I opened my eyes much later. Lashawna had the book opened on her lap and she was reading. That’s when I saw the cloud, or no, not a cloud exactly, because it didn’t look like a cloud except that it was gray. It was in the park and…Yes! In the park right on the grass, and it was round and tall and spinning. Not like a tornado, though, where things get ripped up, like buildings and cars, and get thrown out everywhere. This cloud was spinning slowly, and it didn’t move backward or forward, but it did move sideways onto the sidewalk.

            “Look!” I shouted. I pointed toward the strange cloud.

            Lashawna raised her head. Jerrick looked at me. Lashawna looked over at the cloud and said, “Oh my God.” Jerrick turned his head this way and that way, and I knew he was listening hard because he couldn’t see.

            “It’s buzzing,” he said, but I couldn’t hear that. I mean I did hear Jerrick, but I couldn’t hear any buzzing.

            So it just stood there spinning very slowly, but I wasn’t very afraid, and neither was Lashawna because it wasn’t moving toward us. If it had moved toward us, I would have run as fast as I could have away from it, but then I would have felt very bad because Jerrick probably couldn’t run fast enough, and even if he could have, he might have run into a tree, or tripped on the sidewalk. And that’s what worried me before we ever went outside that morning. I didn’t think, though, that a cloud might appear and chase us. Anyway, it didn’t chase us.

I wondered what it was. It hadn’t been there when we came in because it was right over the sidewalk, and we would have seen it, except Jerrick. But he would have heard it at least.

Lashawna put the book down, and then she stood up.

“Jerrick, you stay here.”

She started to walk over to it, and that very much worried me because we didn’t know what it was, and maybe it was some kind of evil creature that just looked like a cloud that was spinning slowly, and when she got near it, it would suck her in or grab her with hands that we couldn’t see. And I remembered seeing something like that in a movie when the TV still worked, but I can’t remember the name of the movie.

Lawshawna walked to the cloud. Jerrick turned and made his ear point in the direction she walked.

“What is it?” he asked me.

“I don’t know, Jerrick, but I don’t think it’s bad. It’s a cloud, kind of. It’s tall. She’s almost there.”

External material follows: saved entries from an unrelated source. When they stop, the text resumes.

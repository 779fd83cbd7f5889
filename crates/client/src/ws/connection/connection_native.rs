//! Native WebSocket transport using tokio-tungstenite.

use async_trait::async_trait;
use backdesk_shared::RealtimeError;
use futures_util::{SinkExt, StreamExt};
use tokio_tungstenite::{
    connect_async,
    tungstenite::{
        protocol::{frame::coding::CloseCode, CloseFrame},
        Message,
    },
};

use super::{Connector, Outbound, SocketEvent, SocketLink, SocketPeer};

/// Opens real WebSocket connections. Each link is backed by a read task and a
/// write task that end when the socket closes.
#[derive(Debug, Clone, Default)]
pub struct NativeConnector;

impl NativeConnector {
    pub fn new() -> Self {
        Self
    }
}

#[async_trait]
impl Connector for NativeConnector {
    async fn open(&self, url: &str) -> Result<SocketLink, RealtimeError> {
        let (ws_stream, _response) = connect_async(url)
            .await
            .map_err(|e| RealtimeError::Transport(format!("connect to {} failed: {}", url, e)))?;
        tracing::info!("WebSocket connected to {}", url);

        let (link, peer) = SocketLink::pair();
        let SocketPeer {
            outbound: mut outbound_rx,
            inbound,
        } = peer;
        let (mut write, mut read) = ws_stream.split();

        // Read task
        let url_for_read = url.to_string();
        tokio::spawn(async move {
            let closing = loop {
                match read.next().await {
                    Some(Ok(Message::Text(text))) => {
                        if inbound.send(SocketEvent::Text(text.to_string())).is_err() {
                            // Link dropped; nobody is listening any more.
                            return;
                        }
                    }
                    Some(Ok(Message::Close(frame))) => {
                        let code = frame.map(|f| u16::from(f.code));
                        tracing::debug!("WebSocket to {} received close frame {:?}", url_for_read, code);
                        break SocketEvent::Closed(code);
                    }
                    Some(Ok(Message::Ping(_))) => {
                        // Pong is handled automatically by tungstenite
                    }
                    Some(Ok(_)) => {
                        // Ignore binary, pong, etc.
                    }
                    Some(Err(e)) => {
                        tracing::warn!("WebSocket read error from {}: {}", url_for_read, e);
                        break SocketEvent::Error(e.to_string());
                    }
                    None => break SocketEvent::Closed(None),
                }
            };
            let _ = inbound.send(closing);
        });

        // Write task
        let url_for_write = url.to_string();
        tokio::spawn(async move {
            while let Some(frame) = outbound_rx.recv().await {
                match frame {
                    Outbound::Text(text) => {
                        tracing::trace!("Sending to {}: {}", url_for_write, text);
                        if let Err(e) = write.send(Message::Text(text.into())).await {
                            tracing::warn!("Send to {} failed: {}", url_for_write, e);
                            return;
                        }
                    }
                    Outbound::Close(code) => {
                        let frame = CloseFrame {
                            code: CloseCode::from(code),
                            reason: "client closing".into(),
                        };
                        let _ = write.send(Message::Close(Some(frame))).await;
                        return;
                    }
                }
            }
            // Link dropped without an explicit close.
            let _ = write.close().await;
        });

        Ok(link)
    }
}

Lashawna got very close to the cloud and then stopped. The cloud didn’t do anything except spin slowly. She stood in front of it and she looked so small. But it just spinned. After looking up at it for a while, Lashawna finally raised a hand. I bit my lip so hard it bled. Then she touched the cloud, and then she fell down. I screamed. Jerrick started running all by himself. I warned him to stop because we’d been wrong. I knew the cloud had killed her. I shook my head back and forth and cried, and ran after him.

“Stop, Jerrick! Stop!” But he ran fast and didn’t trip and fall. I caught him just before he got to Lashawna. If I hadn’t, I know he would have tripped right over her, and then he would have fallen into the cloud, and he would have been dead! But, I caught him and made him fall with me just before we reached Lashawna. His arms landed on top of his sister. He started to yell, but I knew she didn’t hear him.

“Jerrick! Pull her back. Get her away before it grabs her up! Help me!”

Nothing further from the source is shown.